During this laboratory you will use agarose gel electrophoresis to
separate DNA fragments which have been generated by PCR. You will
then use a molecular size marker (a 1 kb plus ladder) to
estimate the size of the fragments separated on the gel (See below
for a description of Gibco-BRL's 1 kb plus ladder and a picture with
the sizes of the marker fragments)
A. Casting the gel:
1. Make 25 ml of a 2% (1% = 1g/100 ml, w/v,) solution of agarose in 1 X TAE (40 mM Tris, 20 mM acetic acid, 1 mM EDTA) buffer.
2. Weigh the container with the mixture and record the mass.
3. Heat the mixture to boiling using the microwave oven. Examine the flask and continue boiling if any agarose is undissolved.
4. Weigh the container with the mixture again and add deionized water to compensate for loss of mass during boiling.
5. Allow the agarose to cool for 3-5 minutes at room temperature before pouring the gel.
6. Make sure the wedges are in place firmly against the ends of the casting tray. Pour all of the agarose solution into the casting tray, being careful not to overflow the tray. Add the comb and leave the gel to cool and solidify. If needed pop the air bubbles in the gel with the end of a yellow pipet tip.
B. Preparing the samples
1. While the gel is cooling, prepare the DNA samples by adding 1 uL of 6x tracking dye for each 5 uL of your sample. The tracking dyes are xylene cyanol FF (4 kB) and bromphenol blue (300 bp) or orange G (50 bp) in a 50% glycerol solution. Adding tracking dye to the sample will increase its density so it falls into the well of the gel and provides a visible marker to monitor the progress of electrophoresis. Also prepare a molecular size standard by mixing 8 uL of the 1 kb ladder with 2 uL of tracking dye.

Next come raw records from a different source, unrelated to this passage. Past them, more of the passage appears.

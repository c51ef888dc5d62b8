//! Templates API endpoints
//!
//! Everything related to the template management

use axum::Extension;
use serde::Deserialize;
use serde::Serialize;
use uuid::Uuid;

use crate::storage::CreateTemplateValues;
use crate::storage::Storage;
use crate::templates::Template;
use crate::utils::format_timestamp;

use super::Error;
use super::Form;
use super::Operator;
use super::PathParameters;
use super::Success;

/// Template response going to the user
#[derive(Debug, Serialize)]
#[serde(rename_all = "camelCase")]
pub struct TemplateResponse {
    /// Template ID
    pub id: Uuid,

    /// Display name
    pub name: String,

    /// URL prefix the tokens are appended to
    pub base_url: String,

    /// Whether a validation snippet is available
    pub has_script: bool,

    /// Creation date, `YYYY-MM-DD HH:MM`
    pub created_at: String,
}

impl TemplateResponse {
    /// Create a response from a [`Template`](Template)
    fn from_template(template: Template) -> Self {
        Self {
            id: template.id,
            has_script: template.script.is_some(),
            created_at: format_timestamp(&template.created_at),
            name: template.name,
            base_url: template.base_url,
        }
    }

    /// Create a response from multiple [`Template`](Template)s
    fn from_template_multiple(templates: Vec<Template>) -> Vec<Self> {
        templates.into_iter().map(Self::from_template).collect()
    }
}

/// Script response going to the user
#[derive(Debug, Serialize)]
#[serde(rename_all = "camelCase")]
pub struct ScriptResponse {
    /// Template ID
    pub template_id: Uuid,

    /// The snippet, `null` until the spreadsheet settings are complete
    pub script: Option<String>,
}

/// List all templates, most recent first
///
/// Request:
/// ```sh
/// curl -v -H 'Authorization: Bearer tokentokentoken' \
///     http://localhost:6000/api/templates
/// ```
///
/// Response:
/// ```json
/// { "data": [ { "id": "<uuid>", "name": "Demo", "baseUrl": "https://x.test/r?token=" ... } ] }
/// ```
pub async fn list(
    Extension(storage): Extension<Storage>,
    _operator: Operator,
) -> Result<Success<Vec<TemplateResponse>>, Error> {
    let templates = storage.find_all_templates().await;

    Ok(Success::ok(TemplateResponse::from_template_multiple(
        templates,
    )))
}

/// Get a single template
///
/// Request:
/// ```sh
/// curl -v -H 'Authorization: Bearer tokentokentoken' \
///     http://localhost:6000/api/templates/<uuid>
/// ```
pub async fn single(
    Extension(storage): Extension<Storage>,
    _operator: Operator,
    PathParameters(template_id): PathParameters<Uuid>,
) -> Result<Success<TemplateResponse>, Error> {
    fetch_template(&storage, &template_id)
        .await
        .map(|template| Success::ok(TemplateResponse::from_template(template)))
}

/// Get the validation snippet of a single template
///
/// Request:
/// ```sh
/// curl -v -H 'Authorization: Bearer tokentokentoken' \
///     http://localhost:6000/api/templates/<uuid>/script
/// ```
///
/// Response:
/// ```json
/// { "data": { "templateId": "<uuid>", "script": "<script>..." } }
/// ```
pub async fn script(
    Extension(storage): Extension<Storage>,
    _operator: Operator,
    PathParameters(template_id): PathParameters<Uuid>,
) -> Result<Success<ScriptResponse>, Error> {
    let template = fetch_template(&storage, &template_id).await?;

    Ok(Success::ok(ScriptResponse {
        template_id: template.id,
        script: template.script,
    }))
}

/// Create template form
#[derive(Debug, Deserialize)]
#[serde(rename_all = "camelCase")]
pub struct CreateTemplateForm {
    /// Display name, stored as given
    name: String,

    /// URL prefix the tokens are appended to, usually ending in `?token=`
    base_url: String,
}

/// Create a template based on the [`CreateTemplateForm`](CreateTemplateForm) form
///
/// Request:
/// ```sh
/// curl -v -H 'Content-Type: application/json' \
///     -H 'Authorization: Bearer tokentokentoken' \
///     -d '{ "name": "Demo", "baseUrl": "https://x.test/r?token=" }' \
///     http://localhost:6000/api/templates
/// ```
pub async fn create(
    Extension(storage): Extension<Storage>,
    _operator: Operator,
    Form(form): Form<CreateTemplateForm>,
) -> Result<Success<TemplateResponse>, Error> {
    let values = CreateTemplateValues {
        name: &form.name,
        base_url: &form.base_url,
    };

    let template = storage.create_template(&values).await?;

    tracing::info!(r#"Template "{}" created"#, template.name);

    Ok(Success::created(TemplateResponse::from_template(template)))
}

/// Fetch template from storage
pub(super) async fn fetch_template(storage: &Storage, template_id: &Uuid) -> Result<Template, Error> {
    storage
        .find_single_template_by_id(template_id)
        .await
        .ok_or_else(|| Error::not_found("Template not found"))
}
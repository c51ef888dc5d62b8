#![forbid(unsafe_code)]
#![warn(clippy::pedantic)]
// easier to use when using the functions as callback of foreign functions
#![allow(clippy::needless_pass_by_value)]

use anyhow::Result;
use axum::Extension;
use axum::Router;
use tokio::net::TcpListener;
use tower_http::trace::TraceLayer;
use tracing_subscriber::prelude::*;

use crate::api::router;
use crate::config::Config;
use crate::storage::Storage;
use crate::sync::Recorder;

mod api;
mod config;
mod graceful_shutdown;
mod links;
mod snippet;
mod storage;
mod sync;
mod templates;
#[cfg(test)]
mod tests;
mod token;
mod utils;

const DEFAULT_RUST_LOG: &str = "reglinks=debug,tower_http=debug";

#[tokio::main]
async fn main() -> Result<()> {
    setup_environment();
    setup_tracing();

    let config = Config::from_env()?;
    let address = config.address;
    let app = setup_app(config)?;

    let listener = TcpListener::bind(address).await?;
    tracing::info!("Listening on {}", address);

    axum::serve(listener, app)
        .with_graceful_shutdown(graceful_shutdown::handler())
        .await?;

    Ok(())
}

/// Create and setup the app with its dependencies
///
/// # Errors
///
/// Will return `Err` when the HTTP client for the sync endpoint can not be created
pub fn setup_app(config: Config) -> Result<Router> {
    let storage = Storage::new(config.spreadsheet);
    let recorder = Recorder::new(config.sync)?;

    Ok(create_router(storage, recorder, config.api_token))
}

/// Create the router for Reglinks
fn create_router(storage: Storage, recorder: Recorder, api_token: api::ApiToken) -> Router {
    Router::new()
        .nest("/api", router())
        .layer(TraceLayer::new_for_http())
        .layer(Extension(storage))
        .layer(Extension(recorder))
        .layer(Extension(api_token))
}

fn setup_environment() {
    dotenvy::dotenv().ok();
}

fn setup_tracing() {
    use tracing_subscriber::EnvFilter;
    use tracing_subscriber::fmt;
    use tracing_subscriber::registry;

    registry()
        .with(EnvFilter::new(
            std::env::var("RUST_LOG").unwrap_or_else(|_| DEFAULT_RUST_LOG.into()),
        ))
        .with(fmt::layer())
        .init();
}
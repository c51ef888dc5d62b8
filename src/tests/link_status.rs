use axum::http::StatusCode;
use uuid::Uuid;

use crate::tests::helper;

#[tokio::test]
async fn test_link_status() {
    let mut app = helper::setup_test_app();

    let template = helper::create_template(&mut app, "Demo", "https://x.test/r?token=").await;

    let first = helper::issue_link(&mut app, &template.id).await.link;
    let second = helper::issue_link(&mut app, &template.id).await.link;

    // mark as used
    let (status_code, link, _) = helper::maybe_update_link_status(&mut app, &first.id, "used").await;
    assert_eq!(StatusCode::OK, status_code);
    assert_eq!("used", link.unwrap().status);

    let stats = helper::stats(&mut app).await;
    assert_eq!(
        helper::Stats {
            total: 2,
            new: 1,
            used: 1
        },
        stats
    );
    assert_eq!(stats.total, stats.new + stats.used);

    // filter by status
    let (_, used) = helper::list_links(&mut app, Some("used")).await;
    let used = used.unwrap();
    assert_eq!(1, used.len());
    assert_eq!(first.id, used[0].id);

    let (_, new) = helper::list_links(&mut app, Some("new")).await;
    let new = new.unwrap();
    assert_eq!(1, new.len());
    assert_eq!(second.id, new[0].id);

    // `active` is the same as `new`
    let (status_code, link, _) =
        helper::maybe_update_link_status(&mut app, &first.id, "active").await;
    assert_eq!(StatusCode::OK, status_code);
    assert_eq!("new", link.unwrap().status);

    let stats = helper::stats(&mut app).await;
    assert_eq!(2, stats.new);
}

#[tokio::test]
async fn test_link_status_invalid() {
    let mut app = helper::setup_test_app();

    let template = helper::create_template(&mut app, "Demo", "https://x.test/r?token=").await;
    let link = helper::issue_link(&mut app, &template.id).await.link;

    let (status_code, _, error) =
        helper::maybe_update_link_status(&mut app, &link.id, "expired").await;
    assert_eq!(StatusCode::BAD_REQUEST, status_code);
    assert_eq!("Data error", error.unwrap().error);

    let (status_code, _, error) =
        helper::maybe_update_link_status(&mut app, &Uuid::new_v4(), "used").await;
    assert_eq!(StatusCode::NOT_FOUND, status_code);
    assert_eq!("Link not found", error.unwrap().error);

    let (status_code, links) = helper::list_links(&mut app, Some("expired")).await;
    assert_eq!(StatusCode::BAD_REQUEST, status_code);
    assert!(links.is_none());
}
//! Validation snippets
//!
//! A snippet is a `<script>` block to embed on the registration page a template points to. On
//! page load it reads the `token` query parameter and looks it up in the spreadsheet the links
//! are recorded in. The registration form (`.formreg`) is only shown for a token whose row is
//! still `new`, otherwise the fallback text (`.textreg`) is shown.

use percent_encoding::AsciiSet;
use percent_encoding::NON_ALPHANUMERIC;
use percent_encoding::utf8_percent_encode;
use serde::Deserialize;
use serde::Serialize;

use crate::storage::ValidationError;
use crate::templates::Template;

/// Sheet used when none is configured
pub const DEFAULT_SHEET_NAME: &str = "Links";

/// Base of the spreadsheet values endpoint
const SPREADSHEET_VALUES_ENDPOINT: &str = "https://sheets.googleapis.com/v4/spreadsheets";

/// Characters escaped in a single URL path segment or query value
const COMPONENT: &AsciiSet = &NON_ALPHANUMERIC
    .remove(b'-')
    .remove(b'.')
    .remove(b'_')
    .remove(b'~');

const SCRIPT_TEMPLATE: &str = r#"<script>
// reglinks template __TEMPLATE_ID__
(function() {
  const VALUES_URL = __VALUES_URL__;

  function getTokenFromUrl() {
    const params = new URLSearchParams(window.location.search);
    return params.get('token');
  }

  async function isTokenNew(token) {
    try {
      const response = await fetch(VALUES_URL);
      const data = await response.json();

      if (!data.values) return false;

      for (const row of data.values) {
        if (row[0] && String(row[0]).includes(token) && row[1] === 'new') {
          return true;
        }
      }
      return false;
    } catch (error) {
      console.error('Token check failed:', error);
      return false;
    }
  }

  async function init() {
    const token = getTokenFromUrl();
    const formBlock = document.querySelector('.formreg');
    const textBlock = document.querySelector('.textreg');

    if (!formBlock) {
      console.warn('Block .formreg not found');
      return;
    }

    if (!token) {
      formBlock.style.display = 'none';
      if (textBlock) textBlock.style.display = 'none';
      return;
    }

    const isValid = await isTokenNew(token);
    formBlock.style.display = isValid ? 'block' : 'none';
    if (textBlock) textBlock.style.display = isValid ? 'none' : 'block';
  }

  if (document.readyState === 'loading') {
    document.addEventListener('DOMContentLoaded', init);
  } else {
    init();
  }
})();
</script>"#;

/// Connection parameters of the spreadsheet links are recorded in
#[derive(Clone, Debug, Default, Deserialize, PartialEq, Eq, Serialize)]
#[serde(rename_all = "camelCase")]
pub struct SpreadsheetSettings {
    /// API key with read access to the spreadsheet
    pub api_key: String,

    /// Spreadsheet ID
    pub spreadsheet_id: String,

    /// Sheet holding the links, column A the link and column B the status
    pub sheet_name: String,
}

impl SpreadsheetSettings {
    /// Check the settings are usable for a snippet
    ///
    /// # Errors
    ///
    /// Will return `Err` when the API key or spreadsheet ID is empty
    pub fn validate(&self) -> Result<(), ValidationError> {
        if self.api_key.trim().is_empty() {
            return Err(ValidationError::Required("apiKey"));
        }

        if self.spreadsheet_id.trim().is_empty() {
            return Err(ValidationError::Required("spreadsheetId"));
        }

        Ok(())
    }

    /// Sheet name, falling back to the default one
    fn sheet_name(&self) -> &str {
        let sheet_name = self.sheet_name.trim();

        if sheet_name.is_empty() {
            DEFAULT_SHEET_NAME
        } else {
            sheet_name
        }
    }

    /// URL reading all values of the sheet
    pub fn values_url(&self) -> String {
        format!(
            "{SPREADSHEET_VALUES_ENDPOINT}/{}/values/{}?key={}",
            utf8_percent_encode(self.spreadsheet_id.trim(), COMPONENT),
            utf8_percent_encode(self.sheet_name(), COMPONENT),
            utf8_percent_encode(self.api_key.trim(), COMPONENT),
        )
    }
}

/// Generate the validation snippet for a template
///
/// Returns `None` when the settings are incomplete, a snippet without them would never show the
/// form
pub fn generate(settings: &SpreadsheetSettings, template: &Template) -> Option<String> {
    if settings.validate().is_err() {
        tracing::debug!(
            "Spreadsheet settings incomplete, no snippet for template {}",
            template.id
        );

        return None;
    }

    let script = SCRIPT_TEMPLATE
        .replace("__TEMPLATE_ID__", &template.id.to_string())
        .replace("__VALUES_URL__", &js_string(&settings.values_url()));

    Some(script)
}

/// Encode a value as a JavaScript string literal that is safe inside a `<script>` block
fn js_string(value: &str) -> String {
    // a JSON string is a valid JavaScript string literal
    serde_json::Value::from(value)
        .to_string()
        .replace("</", "<\\/")
}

C. Loading and running the gel
1. Remove the wedges from the casting tray and fill the buffer reservoir with TAE buffer until the buffer is 1-2 mm deep over the gel.
2. Carefully remove the comb by lifting it straight out of the gel slowly.
3. Carefully pipette each mixture (wells will hold approimately 15 ul) into a well in the gel . See the demonstration by the instructor before doing this step. Load one well with the prepared 1 kb ladder.
4. After all the lanes have been loaded, connect the leads from the power supply to the gel box. Make sure the gel is oriented correctly (wells at negative [black] end, DNA will "run to the red"). Set the output level to 100 volts and turn the power on.
5. Run the gel until the bromophenol blue tracking dye is approximately 3/4 the way
across the gel.
D. Staining the DNA in the gel with ethidium bromide.
1. After turning the power off, remove the gel from the gel box and submerge it in the ethidium bromide staining solution. WARNING: ETHIDIUM BROMIDE IS A POWERFUL MUTAGEN. USE GLOVES WHEN WORKING WITH IT. Allow the gel to stain for 5 minutes.
2. Remove the gel to a tray of water and allow it to destain for
1- 5 minutes.
E. Photography for room 328 imager only.
1. Place the gel on the transilluminator next to the ruler. WARNING: THE TRANSILLUMINATOR EMITS SHORT WAVE UV LIGHT WHICH WILL DAMAGE SKIN AND EYES, DURING PROLONGED EXPOSURE. BE SURE THAT PROPER SHIELDING IS IN PLACE BEFORE TURNING ON THE TRANSILLUMINATOR.
2. Turn on the transilluminator (switch on small black box and camera and switch on back of illumnator).
3. Press Quantity 1 on Computer Screen.
4. Under File choose Chemi-Doc XRS. This will cause the screen to come up showing the controls for the camera.
5. Hit the button for Step 1 and Select UV transilluminator if it is not already selected.
6. Turn on the Trans- UV Light on the gel box iteself.
7. Select Live focus and make sure the ruler is in focus by playing with iris, zoom and focus settings.
8. Once an acceptable picture is obtained press freeze.
9. To take an official picture press auto expose.
10. Save your picture onto the computer and feel free to print a copy as well if you would like.